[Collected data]
===============

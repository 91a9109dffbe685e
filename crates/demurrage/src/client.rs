use chrono::{DateTime, Duration, Utc};
use model::{
    company::Company,
    demurrage::{Week, WeeklyDemurrage},
    stop_event::{StopEvent, StopEventError},
    tracking::{
        ActiveStopEvent, Annotations, ClosedStopEvent, EndTracking, InvoiceFlags,
        StartTracking, WeekReport,
    },
    vehicle::Vehicle,
    WithId,
};
use serde::Deserialize;
use utility::{id::Id, let_also::LetAlso};

use crate::{
    database::{
        CompanyRepo, Database, DatabaseOperations, DatabaseTransaction, SessionRepo,
        StopEventFilter, StopEventRepo, UserRepo, VehicleRepo, WeeklyDemurrageRepo,
    },
    Caller, RequestError, RequestResult,
};

#[derive(Debug, Clone, Default, Deserialize)]
#[serde(rename_all = "camelCase")]
pub struct CompanyUpdate {
    pub name: Option<String>,
    pub demurrage_threshold_minutes: Option<i32>,
}

#[derive(Debug, Clone, Deserialize)]
#[serde(rename_all = "camelCase")]
pub struct NewVehicle {
    pub name: String,
    pub license_plate: Option<String>,
}

/// How far a client's clock may run ahead of the server's.
pub const MAX_CLOCK_SKEW: Duration = Duration::minutes(1);

/// How far back a client may date the start or end of a stop. Anything older
/// would let drivers invent stops after the fact.
pub const MAX_BACKDATE: Duration = Duration::minutes(5);

/// Message of the conflict returned when a user already has an open event.
pub const TRACKING_ALREADY_ACTIVE: &str = "Tracking is already active.";

/// Timestamp of a tracking request, checked against the server's clock.
fn request_time(
    requested: Option<DateTime<Utc>>,
    now: DateTime<Utc>,
) -> RequestResult<DateTime<Utc>> {
    let Some(time) = requested else {
        return Ok(now);
    };
    if time > now + MAX_CLOCK_SKEW {
        return Err(RequestError::invalid("The time lies in the future."));
    }
    if time < now - MAX_BACKDATE {
        return Err(RequestError::invalid("The time lies too far in the past."));
    }
    Ok(time)
}

/// Entry point for all operations on the demurrage database. Cheap to clone.
#[derive(Debug, Clone)]
pub struct Client<D>
where
    D: Database,
{
    pub database: D,
}

impl<D> Client<D>
where
    D: Database,
{
    pub fn new(database: D) -> Self {
        Self { database }
    }

    /// Resolves a bearer token to the user and company it belongs to.
    pub async fn authenticate(
        &self,
        token: &str,
        now: DateTime<Utc>,
    ) -> RequestResult<Caller> {
        let mut db = self.database.auto();
        let session = db
            .session_by_token(token)
            .await
            .map_err(|why| match RequestError::from(why) {
                RequestError::NotFound => RequestError::Unauthorized,
                other => other,
            })?;
        if session.content.is_expired(now) {
            return Err(RequestError::Unauthorized);
        }
        let user = db.get_user(&session.content.user_id).await?;
        let company = db.get_company(&user.content.company_id).await?;
        Ok(Caller {
            session,
            user,
            company,
        })
    }
}

// company

impl<D> Client<D>
where
    D: Database,
{
    pub async fn get_company(&self, caller: &Caller) -> RequestResult<WithId<Company>> {
        Ok(self.database.auto().get_company(&caller.company.id).await?)
    }

    pub async fn update_company(
        &self,
        caller: &Caller,
        update: CompanyUpdate,
    ) -> RequestResult<WithId<Company>> {
        caller.require_admin()?;
        if update
            .demurrage_threshold_minutes
            .is_some_and(|minutes| minutes < 0)
        {
            return Err(RequestError::invalid(
                "The demurrage threshold must not be negative.",
            ));
        }
        if update.name.as_deref().is_some_and(|name| name.trim().is_empty()) {
            return Err(RequestError::invalid("The company name must not be empty."));
        }

        let mut db = self.database.auto();
        let company = db.get_company(&caller.company.id).await?.map(|company| Company {
            name: update.name.unwrap_or(company.name),
            demurrage_threshold_minutes: update
                .demurrage_threshold_minutes
                .unwrap_or(company.demurrage_threshold_minutes),
        });
        log::info!(
            "company {} now uses a demurrage threshold of {} minutes",
            company.id,
            company.content.demurrage_threshold_minutes
        );
        Ok(db.update_company(company).await?)
    }
}

// vehicles

impl<D> Client<D>
where
    D: Database,
{
    pub async fn get_vehicles(&self, caller: &Caller) -> RequestResult<Vec<WithId<Vehicle>>> {
        Ok(self.database.auto().get_vehicles(&caller.company.id).await?)
    }

    /// Vehicles of other companies are reported as not found.
    pub async fn get_vehicle(
        &self,
        caller: &Caller,
        id: &Id<Vehicle>,
    ) -> RequestResult<WithId<Vehicle>> {
        let vehicle = self.database.auto().get_vehicle(id).await?;
        if vehicle.content.company_id != caller.company.id {
            return Err(RequestError::NotFound);
        }
        Ok(vehicle)
    }

    pub async fn add_vehicle(
        &self,
        caller: &Caller,
        vehicle: NewVehicle,
    ) -> RequestResult<WithId<Vehicle>> {
        caller.require_admin()?;
        if vehicle.name.trim().is_empty() {
            return Err(RequestError::invalid("The vehicle name must not be empty."));
        }
        self.database
            .auto()
            .insert_vehicle(Vehicle {
                company_id: caller.company.id,
                name: vehicle.name,
                license_plate: vehicle.license_plate,
                is_active: true,
            })
            .await?
            .let_owned(Ok)
    }
}

// tracking

impl<D> Client<D>
where
    D: Database,
{
    /// Opens a stop event for the caller. At most one event per user may be
    /// open at a time.
    pub async fn start_tracking(
        &self,
        caller: &Caller,
        request: StartTracking,
        now: DateTime<Utc>,
    ) -> RequestResult<WithId<StopEvent>> {
        if let Some(vehicle_id) = &request.vehicle_id {
            self.get_vehicle(caller, vehicle_id).await.map_err(|why| match why {
                RequestError::NotFound => RequestError::invalid("Unknown vehicle."),
                other => other,
            })?;
        }

        let start_time = request_time(request.time, now)?;

        let mut tx = self.database.transaction().await?;
        if tx.open_stop_event(&caller.user.id).await?.is_some() {
            return Err(RequestError::Conflict(TRACKING_ALREADY_ACTIVE.to_owned()));
        }
        let event = StopEvent::open(
            caller.user.id,
            caller.company.id,
            request.vehicle_id,
            start_time,
            request.location,
            request.reason,
        );
        let event = tx.insert_stop_event(event).await.map_err(|why| {
            match RequestError::from(why) {
                RequestError::Conflict(_) => {
                    RequestError::Conflict(TRACKING_ALREADY_ACTIVE.to_owned())
                }
                other => other,
            }
        })?;
        tx.commit().await?;

        log::info!(
            "user {} started stop event {} at {}",
            caller.user.id,
            event.id,
            event.content.start_time
        );
        Ok(event)
    }

    /// Closes the caller's open stop event, flags demurrage against the
    /// company's threshold and, for demurrage events, recomputes the totals of
    /// the week the event started in.
    pub async fn end_tracking(
        &self,
        caller: &Caller,
        request: EndTracking,
        now: DateTime<Utc>,
    ) -> RequestResult<ClosedStopEvent> {
        let end_time = request_time(request.time, now)?;

        let mut tx = self.database.transaction().await?;
        let mut event = tx
            .open_stop_event(&caller.user.id)
            .await?
            .ok_or(RequestError::NotFound)?;
        let company = tx.get_company(&caller.company.id).await?;

        event
            .content
            .close(
                end_time,
                request.location,
                company.content.demurrage_threshold_minutes,
            )
            .map_err(|why| match why {
                StopEventError::AlreadyClosed => RequestError::NotFound,
                StopEventError::EndsBeforeStart => RequestError::invalid(why.to_string()),
            })?;
        if request.notes.is_some() {
            event.content.annotate(request.notes, None);
        }
        let event = tx.update_stop_event(event).await?;

        let weekly = if event.content.is_demurrage {
            Some(
                recompute_week(&mut tx, &company.id, Week::of(event.content.start_time))
                    .await?,
            )
        } else {
            None
        };
        tx.commit().await?;

        log::info!(
            "user {} closed stop event {} after {} minutes (demurrage: {})",
            caller.user.id,
            event.id,
            event.content.duration_minutes,
            event.content.is_demurrage
        );
        Ok(ClosedStopEvent { event, weekly })
    }

    /// The caller's open stop event with duration and demurrage flag refreshed
    /// to `now`. Nothing is written.
    pub async fn get_active(
        &self,
        caller: &Caller,
        now: DateTime<Utc>,
    ) -> RequestResult<Option<ActiveStopEvent>> {
        let mut db = self.database.auto();
        let Some(mut event) = db.open_stop_event(&caller.user.id).await? else {
            return Ok(None);
        };
        let company = db.get_company(&caller.company.id).await?;
        event
            .content
            .refresh(now, company.content.demurrage_threshold_minutes);
        let elapsed = event.content.elapsed(now);
        Ok(Some(ActiveStopEvent { event, elapsed }))
    }

    /// Stop events visible to the caller: drivers see their own, admins see
    /// the whole company.
    pub async fn get_events(
        &self,
        caller: &Caller,
        start: Option<DateTime<Utc>>,
        end: Option<DateTime<Utc>>,
    ) -> RequestResult<Vec<WithId<StopEvent>>> {
        if let (Some(start), Some(end)) = (start, end) {
            if end < start {
                return Err(RequestError::invalid("The range ends before it starts."));
            }
        }
        let filter = StopEventFilter::company(caller.company.id)
            .user((!caller.is_admin()).then_some(caller.user.id))
            .between(start, end);
        Ok(self.database.auto().stop_events(&filter).await?)
    }

    /// Replaces notes and/or photos of a stop event. Everything else about an
    /// event is fixed once it has been closed.
    pub async fn annotate_event(
        &self,
        caller: &Caller,
        id: &Id<StopEvent>,
        annotations: Annotations,
    ) -> RequestResult<WithId<StopEvent>> {
        let mut tx = self.database.transaction().await?;
        let mut event = tx.get_stop_event(id).await?;
        if event.content.company_id != caller.company.id {
            return Err(RequestError::NotFound);
        }
        if event.content.user_id != caller.user.id && !caller.is_admin() {
            return Err(RequestError::Forbidden);
        }
        event
            .content
            .annotate(annotations.notes, annotations.photos);
        let event = tx.update_stop_event(event).await?;
        tx.commit().await?;
        Ok(event)
    }
}

// weekly demurrage

impl<D> Client<D>
where
    D: Database,
{
    /// The stored totals of the week (or empty totals if there were no
    /// demurrage events yet) together with the week's demurrage events.
    pub async fn get_week_report(
        &self,
        caller: &Caller,
        week: Week,
    ) -> RequestResult<WeekReport> {
        let mut db = self.database.auto();
        let weekly = db
            .get_weekly(&caller.company.id, week)
            .await?
            .unwrap_or_else(|| WeeklyDemurrage::empty(caller.company.id, week));
        let events = db
            .stop_events(
                &StopEventFilter::company(caller.company.id)
                    .week(week)
                    .demurrage_only(),
            )
            .await?
            .into_iter()
            .filter(|event| !event.content.is_open())
            .collect();
        Ok(WeekReport { weekly, events })
    }

    pub async fn get_weekly(&self, caller: &Caller) -> RequestResult<Vec<WeeklyDemurrage>> {
        Ok(self
            .database
            .auto()
            .weekly_for_company(&caller.company.id)
            .await?)
    }

    pub async fn set_invoice_flags(
        &self,
        caller: &Caller,
        week: Week,
        flags: InvoiceFlags,
    ) -> RequestResult<WeeklyDemurrage> {
        caller.require_admin()?;
        let mut tx = self.database.transaction().await?;
        if tx.get_weekly(&caller.company.id, week).await?.is_none() {
            // make sure there is a row to flag, even for weeks without demurrage
            recompute_week(&mut tx, &caller.company.id, week).await?;
        }
        let weekly = tx.set_invoice_flags(&caller.company.id, week, &flags).await?;
        tx.commit().await?;
        Ok(weekly)
    }

    /// Rebuilds the totals of a week from scratch.
    pub async fn recompute_week(
        &self,
        caller: &Caller,
        week: Week,
    ) -> RequestResult<WeeklyDemurrage> {
        let mut tx = self.database.transaction().await?;
        let weekly = recompute_week(&mut tx, &caller.company.id, week).await?;
        tx.commit().await?;
        Ok(weekly)
    }
}

/// Full re-scan of the week's demurrage events, summed and stored.
async fn recompute_week<O>(
    db: &mut O,
    company_id: &Id<Company>,
    week: Week,
) -> RequestResult<WeeklyDemurrage>
where
    O: DatabaseOperations + Send,
{
    db.lock_week(company_id, week).await?;
    let events = db
        .stop_events(&StopEventFilter::company(*company_id).week(week).demurrage_only())
        .await?;
    let previous = db.get_weekly(company_id, week).await?;
    let weekly = WeeklyDemurrage::recompute(
        *company_id,
        week,
        events.iter().map(|event| &event.content),
    )
    .keep_invoice_state(previous.as_ref());
    log::debug!(
        "week {} of company {}: {} demurrage events, {} minutes",
        week,
        company_id,
        weekly.event_count,
        weekly.total_minutes
    );
    Ok(db.put_weekly_totals(&weekly).await?)
}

===============

Using the records above, pull out each line where the word "notes" occurs.

        if request.notes.is_some() {
            event.content.annotate(request.notes, None);
    /// Replaces notes and/or photos of a stop event. Everything else about an
            .annotate(annotations.notes, annotations.photos);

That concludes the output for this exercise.